- [EXERCISE]:
Return every line from the records below in which the word "nest" is found.

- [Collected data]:
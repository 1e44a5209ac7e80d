//! HTTP route handlers.

use std::sync::Arc;

use axum::routing::get;
use axum::Router;

use crate::AppState;

pub mod account;
pub mod admin;
pub mod chat;
pub mod feedback;

pub use account::account_router;
pub use admin::admin_router;
pub use chat::chat_router;
pub use feedback::feedback_router;

/// Assemble the full API surface.
///
/// - `GET /healthz` - liveness probe
/// - `/api/chat/*` - streaming question answering
/// - `/api/admin/*` - token-guarded admin surface
/// - `/api/*` - account, pricing, and feedback routes
pub fn api_router() -> Router<Arc<AppState>> {
    let api = Router::new()
        .nest("/chat", chat_router())
        .nest("/admin", admin_router())
        .merge(account_router())
        .merge(feedback_router());

    Router::new()
        .route("/healthz", get(healthz))
        .nest("/api", api)
}

async fn healthz() -> &'static str {
    "ok"
}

- [SOLUTION FOR THIS EXERCISE]:
        .nest("/chat", chat_router())
        .nest("/admin", admin_router())
        .nest("/api", api)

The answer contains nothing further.